### Work to be completed:
Repeat each entry in the data, exactly.

##### Listed entries

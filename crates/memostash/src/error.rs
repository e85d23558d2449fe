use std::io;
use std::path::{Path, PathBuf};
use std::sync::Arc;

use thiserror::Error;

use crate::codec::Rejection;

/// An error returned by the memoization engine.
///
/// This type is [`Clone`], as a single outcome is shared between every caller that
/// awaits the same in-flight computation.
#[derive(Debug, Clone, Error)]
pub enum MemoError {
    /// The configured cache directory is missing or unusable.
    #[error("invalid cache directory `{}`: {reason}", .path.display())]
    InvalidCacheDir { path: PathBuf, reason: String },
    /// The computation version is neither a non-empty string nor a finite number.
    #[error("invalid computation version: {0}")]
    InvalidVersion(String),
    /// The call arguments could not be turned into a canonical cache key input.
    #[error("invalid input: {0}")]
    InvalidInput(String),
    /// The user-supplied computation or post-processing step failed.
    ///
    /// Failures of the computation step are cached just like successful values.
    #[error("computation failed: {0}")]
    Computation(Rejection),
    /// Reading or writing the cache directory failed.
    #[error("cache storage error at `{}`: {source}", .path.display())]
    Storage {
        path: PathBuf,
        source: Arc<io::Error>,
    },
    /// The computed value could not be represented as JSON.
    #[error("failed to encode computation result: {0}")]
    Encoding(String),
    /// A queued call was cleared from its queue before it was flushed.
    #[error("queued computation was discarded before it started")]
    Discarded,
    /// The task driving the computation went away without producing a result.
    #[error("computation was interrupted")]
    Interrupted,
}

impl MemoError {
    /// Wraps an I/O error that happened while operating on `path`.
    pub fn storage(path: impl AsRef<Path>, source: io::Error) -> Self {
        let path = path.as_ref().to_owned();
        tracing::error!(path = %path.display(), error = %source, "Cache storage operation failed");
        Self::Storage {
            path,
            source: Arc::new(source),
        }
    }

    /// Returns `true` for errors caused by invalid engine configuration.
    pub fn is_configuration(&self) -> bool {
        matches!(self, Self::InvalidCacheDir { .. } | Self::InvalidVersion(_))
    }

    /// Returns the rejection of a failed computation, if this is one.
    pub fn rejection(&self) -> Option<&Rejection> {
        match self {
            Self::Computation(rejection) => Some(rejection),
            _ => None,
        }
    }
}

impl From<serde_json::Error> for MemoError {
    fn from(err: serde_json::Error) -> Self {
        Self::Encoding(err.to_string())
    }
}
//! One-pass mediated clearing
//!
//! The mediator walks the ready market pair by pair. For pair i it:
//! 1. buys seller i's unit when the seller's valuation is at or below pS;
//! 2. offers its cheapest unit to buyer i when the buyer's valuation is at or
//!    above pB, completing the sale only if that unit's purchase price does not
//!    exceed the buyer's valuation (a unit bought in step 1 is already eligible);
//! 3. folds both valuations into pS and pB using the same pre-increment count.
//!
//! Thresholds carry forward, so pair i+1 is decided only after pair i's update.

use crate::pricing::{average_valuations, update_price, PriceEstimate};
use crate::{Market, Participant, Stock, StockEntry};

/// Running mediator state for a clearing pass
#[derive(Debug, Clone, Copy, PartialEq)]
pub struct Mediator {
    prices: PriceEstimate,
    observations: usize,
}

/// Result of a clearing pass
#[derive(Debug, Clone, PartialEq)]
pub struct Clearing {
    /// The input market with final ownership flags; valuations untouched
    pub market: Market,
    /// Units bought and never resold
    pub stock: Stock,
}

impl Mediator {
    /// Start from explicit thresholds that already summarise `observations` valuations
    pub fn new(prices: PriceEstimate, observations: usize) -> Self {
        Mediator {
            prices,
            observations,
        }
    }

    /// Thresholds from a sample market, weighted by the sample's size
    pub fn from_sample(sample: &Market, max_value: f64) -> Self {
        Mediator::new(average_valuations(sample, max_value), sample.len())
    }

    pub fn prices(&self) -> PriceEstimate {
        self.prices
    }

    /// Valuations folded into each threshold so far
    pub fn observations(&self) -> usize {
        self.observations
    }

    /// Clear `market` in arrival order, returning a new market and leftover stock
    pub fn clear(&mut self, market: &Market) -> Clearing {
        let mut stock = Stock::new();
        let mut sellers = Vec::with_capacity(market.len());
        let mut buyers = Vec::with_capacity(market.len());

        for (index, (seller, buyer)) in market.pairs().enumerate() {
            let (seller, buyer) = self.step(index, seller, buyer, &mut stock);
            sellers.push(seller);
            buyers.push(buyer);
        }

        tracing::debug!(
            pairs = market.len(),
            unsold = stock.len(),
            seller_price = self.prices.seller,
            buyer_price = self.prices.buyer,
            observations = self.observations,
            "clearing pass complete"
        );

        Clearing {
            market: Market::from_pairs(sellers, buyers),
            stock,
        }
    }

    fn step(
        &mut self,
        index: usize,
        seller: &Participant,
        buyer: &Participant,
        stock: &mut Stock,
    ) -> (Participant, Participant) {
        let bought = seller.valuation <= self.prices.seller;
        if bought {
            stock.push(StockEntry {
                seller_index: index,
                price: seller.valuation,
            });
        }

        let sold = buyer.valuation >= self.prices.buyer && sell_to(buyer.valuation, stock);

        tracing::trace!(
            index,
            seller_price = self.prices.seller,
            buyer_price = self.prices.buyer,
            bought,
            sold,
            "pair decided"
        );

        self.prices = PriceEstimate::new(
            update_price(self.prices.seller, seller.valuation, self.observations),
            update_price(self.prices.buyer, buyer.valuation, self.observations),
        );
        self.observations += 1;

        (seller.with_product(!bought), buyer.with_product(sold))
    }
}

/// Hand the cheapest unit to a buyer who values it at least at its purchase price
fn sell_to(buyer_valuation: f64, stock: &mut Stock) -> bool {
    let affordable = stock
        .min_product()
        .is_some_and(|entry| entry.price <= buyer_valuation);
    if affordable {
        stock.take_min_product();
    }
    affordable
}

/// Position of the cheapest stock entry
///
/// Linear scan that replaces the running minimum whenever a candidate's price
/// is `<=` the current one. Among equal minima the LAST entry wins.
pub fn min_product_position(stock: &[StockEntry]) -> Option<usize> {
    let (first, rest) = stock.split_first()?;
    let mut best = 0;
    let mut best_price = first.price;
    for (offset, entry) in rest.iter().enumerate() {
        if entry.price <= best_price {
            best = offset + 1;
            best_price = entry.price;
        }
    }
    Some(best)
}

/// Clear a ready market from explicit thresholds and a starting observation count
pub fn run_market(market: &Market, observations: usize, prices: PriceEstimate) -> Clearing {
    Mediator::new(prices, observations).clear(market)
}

##########

### Result below:
filename crates/memostash/src/error.rs
repository e85d23558d2449fe
use std::io;
use std::path::{Path, PathBuf};
use std::sync::Arc;

use thiserror::Error;

use crate::codec::Rejection;

/// An error returned by the memoization engine.
///
/// This type is [`Clone`], as a single outcome is shared between every caller that
/// awaits the same in-flight computation.
#[derive(Debug, Clone, Error)]
pub enum MemoError {
    /// The configured cache directory is missing or unusable.
    #[error("invalid cache directory `{}`: {reason}", .path.display())]
    InvalidCacheDir { path: PathBuf, reason: String },
    /// The computation version is neither a non-empty string nor a finite number.
    #[error("invalid computation version: {0}")]
    InvalidVersion(String),
    /// The call arguments could not be turned into a canonical cache key input.
    #[error("invalid input: {0}")]
    InvalidInput(String),
    /// The user-supplied computation or post-processing step failed.
    ///
    /// Failures of the computation step are cached just like successful values.
    #[error("computation failed: {0}")]
    Computation(Rejection),
    /// Reading or writing the cache directory failed.
    #[error("cache storage error at `{}`: {source}", .path.display())]
    Storage {
        path: PathBuf,
        source: Arc<io::Error>,
    },
    /// The computed value could not be represented as JSON.
    #[error("failed to encode computation result: {0}")]
    Encoding(String),
    /// A queued call was cleared from its queue before it was flushed.
    #[error("queued computation was discarded before it started")]
    Discarded,
    /// The task driving the computation went away without producing a result.
    #[error("computation was interrupted")]
    Interrupted,
}

impl MemoError {
    /// Wraps an I/O error that happened while operating on `path`.
    pub fn storage(path: impl AsRef<Path>, source: io::Error) -> Self {
        let path = path.as_ref().to_owned();
        tracing::error!(path = %path.display(), error = %source, "Cache storage operation failed");
        Self::Storage {
            path,
            source: Arc::new(source),
        }
    }

    /// Returns `true` for errors caused by invalid engine configuration.
    pub fn is_configuration(&self) -> bool {
        matches!(self, Self::InvalidCacheDir { .. } | Self::InvalidVersion(_))
    }

    /// Returns the rejection of a failed computation, if this is one.
    pub fn rejection(&self) -> Option<&Rejection> {
        match self {
            Self::Computation(rejection) => Some(rejection),
            _ => None,
        }
    }
}

impl From<serde_json::Error> for MemoError {
    fn from(err: serde_json::Error) -> Self {
        Self::Encoding(err.to_string())
    }
}
//! One-pass mediated clearing
//!
//! The mediator walks the ready market pair by pair. For pair i it:
//! 1. buys seller i's unit when the seller's valuation is at or below pS;
//! 2. offers its cheapest unit to buyer i when the buyer's valuation is at or
//!    above pB, completing the sale only if that unit's purchase price does not
//!    exceed the buyer's valuation (a unit bought in step 1 is already eligible);
//! 3. folds both valuations into pS and pB using the same pre-increment count.
//!
//! Thresholds carry forward, so pair i+1 is decided only after pair i's update.

use crate::pricing::{average_valuations, update_price, PriceEstimate};
use crate::{Market, Participant, Stock, StockEntry};

/// Running mediator state for a clearing pass
#[derive(Debug, Clone, Copy, PartialEq)]
pub struct Mediator {
    prices: PriceEstimate,
    observations: usize,
}

/// Result of a clearing pass
#[derive(Debug, Clone, PartialEq)]
pub struct Clearing {
    /// The input market with final ownership flags; valuations untouched
    pub market: Market,
    /// Units bought and never resold
    pub stock: Stock,
}

impl Mediator {
    /// Start from explicit thresholds that already summarise `observations` valuations
    pub fn new(prices: PriceEstimate, observations: usize) -> Self {
        Mediator {
            prices,
            observations,
        }
    }

    /// Thresholds from a sample market, weighted by the sample's size
    pub fn from_sample(sample: &Market, max_value: f64) -> Self {
        Mediator::new(average_valuations(sample, max_value), sample.len())
    }

    pub fn prices(&self) -> PriceEstimate {
        self.prices
    }

    /// Valuations folded into each threshold so far
    pub fn observations(&self) -> usize {
        self.observations
    }

    /// Clear `market` in arrival order, returning a new market and leftover stock
    pub fn clear(&mut self, market: &Market) -> Clearing {
        let mut stock = Stock::new();
        let mut sellers = Vec::with_capacity(market.len());
        let mut buyers = Vec::with_capacity(market.len());

        for (index, (seller, buyer)) in market.pairs().enumerate() {
            let (seller, buyer) = self.step(index, seller, buyer, &mut stock);
            sellers.push(seller);
            buyers.push(buyer);
        }

        tracing::debug!(
            pairs = market.len(),
            unsold = stock.len(),
            seller_price = self.prices.seller,
            buyer_price = self.prices.buyer,
            observations = self.observations,
            "clearing pass complete"
        );

        Clearing {
            market: Market::from_pairs(sellers, buyers),
            stock,
        }
    }

    fn step(
        &mut self,
        index: usize,
        seller: &Participant,
        buyer: &Participant,
        stock: &mut Stock,
    ) -> (Participant, Participant) {
        let bought = seller.valuation <= self.prices.seller;
        if bought {
            stock.push(StockEntry {
                seller_index: index,
                price: seller.valuation,
            });
        }

        let sold = buyer.valuation >= self.prices.buyer && sell_to(buyer.valuation, stock);

        tracing::trace!(
            index,
            seller_price = self.prices.seller,
            buyer_price = self.prices.buyer,
            bought,
            sold,
            "pair decided"
        );

        self.prices = PriceEstimate::new(
            update_price(self.prices.seller, seller.valuation, self.observations),
            update_price(self.prices.buyer, buyer.valuation, self.observations),
        );
        self.observations += 1;

        (seller.with_product(!bought), buyer.with_product(sold))
    }
}

/// Hand the cheapest unit to a buyer who values it at least at its purchase price
fn sell_to(buyer_valuation: f64, stock: &mut Stock) -> bool {
    let affordable = stock
        .min_product()
        .is_some_and(|entry| entry.price <= buyer_valuation);
    if affordable {
        stock.take_min_product();
    }
    affordable
}

/// Position of the cheapest stock entry
///
/// Linear scan that replaces the running minimum whenever a candidate's price
/// is `<=` the current one. Among equal minima the LAST entry wins.
pub fn min_product_position(stock: &[StockEntry]) -> Option<usize> {
    let (first, rest) = stock.split_first()?;
    let mut best = 0;
    let mut best_price = first.price;
    for (offset, entry) in rest.iter().enumerate() {
        if entry.price <= best_price {
            best = offset + 1;
            best_price = entry.price;
        }
    }
    Some(best)
}

/// Clear a ready market from explicit thresholds and a starting observation count
pub fn run_market(market: &Market, observations: usize, prices: PriceEstimate) -> Clearing {
    Mediator::new(prices, observations).clear(market)
}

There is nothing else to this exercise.